Patch Testing in Nonresponsive Scarring Alopecia
Maria Hordinsky, MD, discussed an often-overlooked consideration in managing scarring alopecia: allergic contact dermatitis as a confounding variable. Patch testing may uncover sensitization to active agents or excipients for patients not responding to guideline-directed therapy, particularly those receiving frequent topical or intralesional medications. Hordinsky described clinical cases where removal of allergens improved treatment response. She also noted the growing research momentum in scarring alopecia but called for more standardized, multicenter clinical trials to strengthen evidence for emerging treatments and to define end points for remission and relapse.
“Sometimes the treatments that we prescribe or the injections that we do have chemicals in them your patient might be allergic to,” she explained. “It’s very important to recognize [that] if you’re doing everything you can [and] the patient’s not getting better, then it’s time to investigate with testing to figure out if there’s something the patient’s coming in contact with that’s driving this process.”
JAK Inhibitors Across Indications
Eileen Cheever, MPAS, PA-C, provided a high-level overview of the expanding footprint of JAK inhibitors in dermatology. She discussed FDA-approved agents such as ruxolitinib cream for atopic dermatitis and new data from clinical trials evaluating its use in prurigo nodularis, where itch reduction was observed as early as 1 week.

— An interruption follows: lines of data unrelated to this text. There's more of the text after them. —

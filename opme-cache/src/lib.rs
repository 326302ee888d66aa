//! Cache-aside layer with per-domain TTL policy and explicit invalidation.
//!
//! Callers check the cache before expensive work (embedding generation,
//! semantic search, dashboard aggregates) and write the result back on a
//! miss. The cache is never on the correctness path: a store that is down,
//! slow or returns garbage degrades to "always miss", and write failures are
//! reported but never block the freshly computed value.
//!
//! # Key namespaces
//!
//! Every [`CacheKey`] starts with the prefix of its [`CacheDomain`]
//! (`"embedding:"`, `"search:"`, `"dashboard:"`, ...). Keys can only be
//! built through domain-aware constructors, so two domains can never collide.
//!
//! # TTL policy
//!
//! TTLs are chosen by the call site. [`TtlPolicy`] holds the per-domain
//! defaults so call sites that don't need a bespoke TTL never repeat one.
//!
//! # Example
//!
//! ```ignore
//! let cache = Cache::new(Arc::new(InMemoryKvStore::new()), &CacheSettings::from_env());
//! let key = CacheKey::scoped(CacheDomain::Dashboard, "monthlyRevenue");
//!
//! let revenue: u64 = cache
//!     .get_or_compute_with_policy(&key, || async { load_monthly_revenue().await })
//!     .await?;
//!
//! // A product update stales every search result
//! cache.invalidate_for(&InvalidationTrigger::ProductChanged { product_id: "P1".into() }).await;
//! ```

pub mod cache;
pub mod invalidation;
pub mod key;
pub mod lmdb_backend;
pub mod memory;
pub mod policy;
pub mod read;
pub mod traits;

pub use cache::Cache;
pub use invalidation::{InvalidationTarget, InvalidationTrigger};
pub use key::{CacheDomain, CacheKey};
pub use lmdb_backend::{LmdbCacheError, LmdbKvStore};
pub use memory::InMemoryKvStore;
pub use policy::TtlPolicy;
pub use read::CacheRead;
pub use traits::{CacheStats, KvStore, StoredEntry};
//! Backing store trait and cache statistics.

use async_trait::async_trait;
use chrono::{DateTime, Utc};
use opme_core::StorageError;
use std::sync::atomic::{AtomicU64, Ordering};
use std::time::Duration;

/// A live (unexpired) entry as returned by a [`KvStore`].
#[derive(Debug, Clone, PartialEq, Eq)]
pub struct StoredEntry {
    /// Serialized value bytes.
    pub value: Vec<u8>,
    /// When the entry was written.
    pub stored_at: DateTime<Utc>,
}

/// Backing key/value store for the cache layer.
///
/// This trait abstracts over managed caches, LMDB and in-memory maps.
/// Implementations must be safe for concurrent use.
///
/// # Contract
///
/// - `get` never returns an entry whose TTL has elapsed.
/// - `set` replaces any prior entry atomically (last write wins).
/// - `delete` and `delete_prefix` are idempotent; deleting an absent key is
///   not an error.
#[async_trait]
pub trait KvStore: Send + Sync {
    /// Get a live entry, or `None` if absent or expired.
    async fn get(&self, key: &str) -> Result<Option<StoredEntry>, StorageError>;

    /// Write an entry that expires `ttl` from now.
    async fn set(&self, key: &str, value: Vec<u8>, ttl: Duration) -> Result<(), StorageError>;

    /// Delete one key. Returns true if a live or expired entry was removed.
    async fn delete(&self, key: &str) -> Result<bool, StorageError>;

    /// Delete every key starting with `prefix`. Returns the number removed.
    async fn delete_prefix(&self, prefix: &str) -> Result<u64, StorageError>;

    /// Remove entries whose TTL has elapsed. Returns the number removed.
    async fn purge_expired(&self) -> Result<u64, StorageError>;

    /// Short backend name for logs.
    fn backend_name(&self) -> &'static str;
}

/// Snapshot of cache usage counters.
#[derive(Debug, Clone, Default, PartialEq, Eq)]
pub struct CacheStats {
    /// Reads that returned a value.
    pub hits: u64,
    /// Reads that returned nothing, including degraded reads.
    pub misses: u64,
    /// Successful writes.
    pub writes: u64,
    /// Writes rejected by the store or timed out.
    pub write_failures: u64,
    /// Entries removed by explicit invalidation.
    pub invalidations: u64,
    /// Reads that fell back to a miss because the store failed, timed out
    /// or held an undecodable value.
    pub degraded_reads: u64,
}

impl CacheStats {
    /// Calculate the hit rate (0.0 to 1.0).
    pub fn hit_rate(&self) -> f64 {
        let total = self.hits + self.misses;
        if total == 0 {
            0.0
        } else {
            self.hits as f64 / total as f64
        }
    }
}

/// Lock-free counters behind [`CacheStats`].
#[derive(Debug, Default)]
pub(crate) struct CacheCounters {
    pub hits: AtomicU64,
    pub misses: AtomicU64,
    pub writes: AtomicU64,
    pub write_failures: AtomicU64,
    pub invalidations: AtomicU64,
    pub degraded_reads: AtomicU64,
}

impl CacheCounters {
    pub fn bump(counter: &AtomicU64) {
        counter.fetch_add(1, Ordering::Relaxed);
    }

    pub fn add(counter: &AtomicU64, n: u64) {
        counter.fetch_add(n, Ordering::Relaxed);
    }

    pub fn snapshot(&self) -> CacheStats {
        CacheStats {
            hits: self.hits.load(Ordering::Relaxed),
            misses: self.misses.load(Ordering::Relaxed),
            writes: self.writes.load(Ordering::Relaxed),
            write_failures: self.write_failures.load(Ordering::Relaxed),
            invalidations: self.invalidations.load(Ordering::Relaxed),
            degraded_reads: self.degraded_reads.load(Ordering::Relaxed),
        }
    }
}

Cheever also reviewed data from the BRAVE-AA-PEDS trial (NCT05723198), which demonstrated the safety and efficacy of baricitinib in adolescents with severe alopecia areata. Although the drug’s therapeutic potential is promising, she cautioned clinicians to remain vigilant regarding long-term safety monitoring, particularly for immunosuppression, laboratory abnormalities, and thromboembolic risk.